5.3. Statistics

5.3.1. Introduction

This tutorial shows how tu collect traffic and make statistics on collected data.

5.3.2. How-to

This tutorial introduces two lua script files: stats_on_exit and stats_interactive which could be run using the hakapcap tool as follows:

$ cd <haka_install_path>/share/haka/sample/stats
$ hakapcap <pcap_file> <script_stat_file>

Note

In this tutorial we use a pre-processed pcap file originated from the DARPA dataset and which could be retrieved from the MIT website. We filtered out some packets to get a reasonable size capture that you can download from the Haka website in the Resources section.

5.3.3. Collecting data

Before making statisctics, we need first to collect data. This is the purpose of stats.lua file which starts by creating a global stats table. This table will be updated with http info whenever a new http response is received.
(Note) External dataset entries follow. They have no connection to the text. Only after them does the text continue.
//! Point, ring and polygon records.

use nalgebra::Vector2;
use serde::{Deserialize, Serialize};

/// A vertex on the plane. Bounds are checked at admission, not here.
#[derive(Clone, Copy, Debug, Default, PartialEq, Serialize, Deserialize)]
pub struct Point {
    pub x: f64,
    pub y: f64,
}

impl Point {
    #[inline]
    pub fn new(x: f64, y: f64) -> Self {
        Self { x, y }
    }
}

impl From<Vector2<f64>> for Point {
    #[inline]
    fn from(v: Vector2<f64>) -> Self {
        Self { x: v.x, y: v.y }
    }
}

impl From<Point> for Vector2<f64> {
    #[inline]
    fn from(p: Point) -> Self {
        Vector2::new(p.x, p.y)
    }
}

impl From<(f64, f64)> for Point {
    #[inline]
    fn from((x, y): (f64, f64)) -> Self {
        Self { x, y }
    }
}

/// Ordered polygon boundary. Traversal order is significant.
pub type Ring = Vec<Point>;

/// A named polygon.
///
/// Invariants once admitted:
/// - `points` is closed (first == last) and clockwise, with at least 4 entries.
/// - `area` is the signed shoelace area of `points`, computed once at admission.
/// - `name` is unique across the collection (exact byte equality).
#[derive(Clone, Debug, PartialEq, Serialize, Deserialize)]
pub struct Polygon {
    pub name: String,
    pub points: Ring,
    #[serde(default)]
    pub area: f64,
}

impl Polygon {
    /// Unadmitted candidate: raw ring, zero area.
    pub fn candidate(name: impl Into<String>, points: Ring) -> Self {
        Self {
            name: name.into(),
            points,
            area: 0.0,
        }
    }
}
An entry in the stats table consists of the following fields:

  • ip: source ip
  • method: http request method (get, post, etc.)
  • host: http host
  • resource: normalized path
  • referer: referer header
  • usergant: user-agent header
  • status: response status code

Note

While the security rule ‘hooks’ on http-response we still get access to http request fields (via request accessor) and ip header fields (through connection accessor)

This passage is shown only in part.